§ **Assignment**
Going down the data below, set down exactly the line with "let mut catalog = CatalogTree::new();" and each line after it through the line with "let row_number = index + 2;"; no other lines.

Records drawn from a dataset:
◇ ◇ ◇ ◇

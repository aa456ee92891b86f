//! Application layer: catalog import and the shopping session
//!
//! This layer brings catalogs into memory and orchestrates the domain
//! structures; everything that can actually fail lives here.

pub mod error;
pub mod import;
pub mod session;

pub use error::{ApplicationError, ApplicationResult};
pub use import::{load_catalog, parse_catalog};
pub use session::{
    CartAddOutcome, CartRemoveOutcome, CartSummary, Receipt, ReceiptLine, StoreSession,
};
//! CLI layer: argument parsing, dispatch, and terminal presentation

pub mod args;
pub mod commands;
pub mod error;
pub mod output;
pub mod shop;
pub mod view;

pub use args::{Cli, Commands};
pub use error::{CliError, CliResult};
//! Catalog import from CSV sources

use std::fs;
use std::path::Path;

use rust_decimal::Decimal;
use serde::Deserialize;
use tracing::{debug, instrument};

use crate::application::error::{ApplicationError, ApplicationResult};
use crate::domain::CatalogTree;

/// One row of the catalog source. Serde renames map the CSV header names;
/// price and quantity stay raw text here because both allow formatting
/// (grouping commas) and absence.
#[derive(Debug, Deserialize)]
struct CatalogRow {
    #[serde(rename = "Department")]
    department: String,
    #[serde(rename = "Category")]
    category: String,
    #[serde(rename = "Product")]
    product: String,
    #[serde(rename = "Price")]
    price: Option<String>,
    #[serde(rename = "Quantity")]
    quantity: Option<String>,
}

/// Reads a catalog CSV from disk and builds the product tree.
#[instrument(level = "debug")]
pub fn load_catalog(path: &Path) -> ApplicationResult<CatalogTree> {
    let raw = fs::read_to_string(path).map_err(|source| ApplicationError::CatalogRead {
        path: path.to_path_buf(),
        source,
    })?;
    debug!("read catalog source: {}", path.display());
    parse_catalog(&raw)
}

/// Builds the product tree from CSV text.
///
/// One `add_product` call per record in file order, so duplicate rows
/// overwrite earlier ones. A UTF-8 byte-order mark from spreadsheet
/// exports is tolerated.
pub fn parse_catalog(data: &str) -> ApplicationResult<CatalogTree> {
    let data = data.strip_prefix('\u{feff}').unwrap_or(data);
    let mut reader = csv::Reader::from_reader(data.as_bytes());
    let mut catalog = CatalogTree::new();

    for (index, result) in reader.deserialize::<CatalogRow>().enumerate() {
        // Data rows start at line 2, after the header
        let row_number = index + 2;
        let row = result.map_err(|source| ApplicationError::MalformedRow {
            row: row_number,
            source,
        })?;
        let price = parse_price(row.price.as_deref(), row_number)?;
        let quantity = parse_quantity(row.quantity.as_deref(), row_number)?;
        catalog.add_product(&row.department, &row.category, &row.product, price, quantity);
    }

    debug!(
        "catalog loaded: {} products in {} departments",
        catalog.product_count(),
        catalog.departments().len()
    );
    Ok(catalog)
}

/// Parses a price cell. Grouping commas are stripped, missing or empty
/// cells default to zero, negative prices are rejected.
fn parse_price(cell: Option<&str>, row: usize) -> ApplicationResult<Decimal> {
    let raw = cell.unwrap_or("");
    let cleaned = raw.trim().replace(',', "");
    if cleaned.is_empty() {
        return Ok(Decimal::ZERO);
    }
    let price: Decimal = cleaned.parse().map_err(|_| ApplicationError::InvalidPrice {
        row,
        value: raw.to_string(),
    })?;
    if price < Decimal::ZERO {
        return Err(ApplicationError::InvalidPrice {
            row,
            value: raw.to_string(),
        });
    }
    Ok(price)
}

/// Parses a quantity cell. Missing or empty cells default to zero;
/// anything that is not a whole non-negative number is rejected.
fn parse_quantity(cell: Option<&str>, row: usize) -> ApplicationResult<u32> {
    let raw = cell.unwrap_or("");
    let cleaned = raw.trim();
    if cleaned.is_empty() {
        return Ok(0);
    }
    cleaned
        .parse::<u32>()
        .map_err(|_| ApplicationError::InvalidQuantity {
            row,
            value: raw.to_string(),
        })
}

◇ ◇ ◇ ◇

§ **Response**
    let mut catalog = CatalogTree::new();

    for (index, result) in reader.deserialize::<CatalogRow>().enumerate() {
        // Data rows start at line 2, after the header
        let row_number = index + 2;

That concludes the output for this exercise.